I cant really formulate that better, so I'll go with an example instead:

XML:

<root>
  <foo>
    <bar id="1">sdf</bar>
    <bar id="2">sdooo</bar
  </foo>
  <feng>
    <heppa id="4">hihi</heppa>
    <heppa id="2">sseeapeea</heppa>
    <heppa id="1">....</heppa>
  </feng>
</root>

XSLT:

<xsl:for-each select="/root/foo/bar">
  <p>
    <xsl:value-of select="." />: <xsl:value-of select="/root/feng/heppa[@id = @id]" />
  </p>
</xsl:for-each>

Desired output:

<p>sdf: ....</p>
<p>sdooo: sseeapeea</p>

Actual output:

<p>sdf: hihi</p>
<p>sdooo: hihi</p>

Answer 1

I assume you mean /root/foo/bar since /root/foo elements don't have id.

You're comparing the @id with itself, so of course it's true for the first node examined.

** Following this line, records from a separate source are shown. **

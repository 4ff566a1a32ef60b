use serde::de::DeserializeOwned;
use std::fs;
use std::io::{self, Read};
use std::path::Path;

/// Load a request document from `--input` if given, otherwise from piped
/// stdin. `None` means the caller should fall back to flags.
pub fn read_request<T: DeserializeOwned>(
    path: Option<&str>,
) -> Result<Option<T>, Box<dyn std::error::Error>> {
    let (source, contents) = match path {
        Some(path) => (path.to_string(), read_file(Path::new(path))?),
        None => match read_stdin()? {
            Some(contents) => ("stdin".to_string(), contents),
            None => return Ok(None),
        },
    };

    let value: T = serde_json::from_str(&contents)
        .map_err(|e| format!("Failed to parse '{source}': {e}"))?;
    Ok(Some(value))
}

fn read_file(path: &Path) -> Result<String, Box<dyn std::error::Error>> {
    if !path.is_file() {
        return Err(format!("Input file not found: {}", path.display()).into());
    }
    fs::read_to_string(path)
        .map_err(|e| format!("Failed to read '{}': {}", path.display(), e).into())
}

/// Piped stdin, or `None` when stdin is a terminal or blank.
fn read_stdin() -> Result<Option<String>, Box<dyn std::error::Error>> {
    if atty::is(atty::Stream::Stdin) {
        return Ok(None);
    }

    let mut buffer = String::new();
    io::stdin().read_to_string(&mut buffer)?;
    if buffer.trim().is_empty() {
        return Ok(None);
    }
    Ok(Some(buffer))
}
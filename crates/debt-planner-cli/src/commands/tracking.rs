use chrono::NaiveDate;
use clap::Args;
use rust_decimal::Decimal;
use serde_json::Value;

use debt_planner_core::debt_tracking::{analyze_debt, DebtHistory, DebtTrackingInput, TrackingOptions};

use super::LoanArgs;
use crate::input;

/// Arguments for debt tracking
#[derive(Args)]
pub struct TrackArgs {
    /// Path to JSON input with loan, history and options (overrides loan flags)
    #[arg(long)]
    pub input: Option<String>,

    #[command(flatten)]
    pub loan: LoanArgs,

    /// Flat amount added to every installment
    #[arg(long)]
    pub extra_payment: Option<Decimal>,

    /// Ignore recorded payments and rate changes
    #[arg(long)]
    pub ignore_history: bool,

    /// Status date, YYYY-MM-DD (defaults to today)
    #[arg(long)]
    pub as_of: Option<NaiveDate>,
}

pub fn run_track(args: TrackArgs) -> Result<Value, Box<dyn std::error::Error>> {
    let mut tracking_input: DebtTrackingInput = match input::read_request(args.input.as_deref())? {
        Some(request) => request,
        None => DebtTrackingInput {
            loan: args.loan.to_loan()?,
            history: DebtHistory::default(),
            options: TrackingOptions::default(),
            as_of: None,
        },
    };

    // Flags refine whatever the document says.
    if let Some(extra) = args.extra_payment {
        tracking_input.options.extra_payment = extra;
    }
    if args.ignore_history {
        tracking_input.options.ignore_history = true;
    }
    if args.as_of.is_some() {
        tracking_input.as_of = args.as_of;
    }

    let result = analyze_debt(&tracking_input)?;
    Ok(serde_json::to_value(result)?)
}
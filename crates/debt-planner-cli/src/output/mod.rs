pub mod csv_out;
pub mod minimal;
pub mod table;

use crate::OutputFormat;
use serde_json::Value;

/// Columns rendered for every schedule row, in order.
pub const SCHEDULE_COLUMNS: [&str; 9] = [
    "month",
    "date",
    "payment",
    "principal_portion",
    "interest_portion",
    "remaining_principal",
    "cumulative_interest_paid",
    "percentage_paid",
    "applied_scenarios",
];

/// Dispatch output to the appropriate formatter.
pub fn format_output(format: &OutputFormat, value: &Value) {
    match format {
        OutputFormat::Json => print_json(value),
        OutputFormat::Table => table::print_table(value),
        OutputFormat::Csv => csv_out::print_csv(value),
        OutputFormat::Minimal => minimal::print_minimal(value),
    }
}

fn print_json(value: &Value) {
    match serde_json::to_string_pretty(value) {
        Ok(s) => println!("{}", s),
        Err(e) => eprintln!("JSON serialization error: {}", e),
    }
}

/// The `result` member of an envelope, or the value itself.
pub fn result_of(value: &Value) -> &Value {
    value
        .as_object()
        .and_then(|m| m.get("result"))
        .unwrap_or(value)
}

/// Whether `value` is a non-empty array of schedule rows.
pub fn is_schedule(value: &Value) -> bool {
    match value {
        Value::Array(rows) => rows
            .first()
            .and_then(Value::as_object)
            .is_some_and(|row| row.contains_key("remaining_principal")),
        _ => false,
    }
}

/// One schedule row as display cells, following [`SCHEDULE_COLUMNS`].
pub fn schedule_row(row: &Value) -> Vec<String> {
    SCHEDULE_COLUMNS
        .iter()
        .map(|column| row.get(*column).map(cell).unwrap_or_default())
        .collect()
}

/// Render a JSON value as a single cell. Arrays are joined with "; ".
pub fn cell(value: &Value) -> String {
    match value {
        Value::String(s) => s.clone(),
        Value::Number(n) => n.to_string(),
        Value::Bool(b) => b.to_string(),
        Value::Null => String::new(),
        Value::Array(items) => items.iter().map(cell).collect::<Vec<_>>().join("; "),
        Value::Object(_) => serde_json::to_string(value).unwrap_or_default(),
    }
}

You can use current() to reference the current node in an expression:

<xsl:for-each select="/root/foo/bar">
  <p>
    <xsl:value-of select="." />: <xsl:value-of select="/root/feng/heppa[@id = current()/@id]" />
  </p>
</xsl:for-each>

Answer 2

Another solution is to read the id attribute into a variable.

<xsl:for-each select="/root/foo/bar">
    <xsl:variable name="id" select="@id"/>
    <p>
        <xsl:value-of select="." />: <xsl:value-of select="/root/feng/heppa[@id = $id]" />
    </p>
</xsl:for-each>

This might be handier, if your real use case is more complicated and you need to use the value of the id multiple times in this for-each section.

Answer 3

For selecting nodes with XPath 1.0 only, you need to do a node set comparison:

/root/feng/heppa[@id=/root/foo/bar/@id]

Of course, this has NxM complexity (as the others XSLT solutions)

With XSLT 1.0 you should use keys because there are cross references:

<xsl:key name="kBarById" select="bar" use="@id"/>

<xsl:template match="/root/feng/heppa[key('kBarById',@id)]">       
    <p>       
        <xsl:value-of select="concat(key('kBarById',@id),': ',.)"/>
    </p>       
</xsl:template>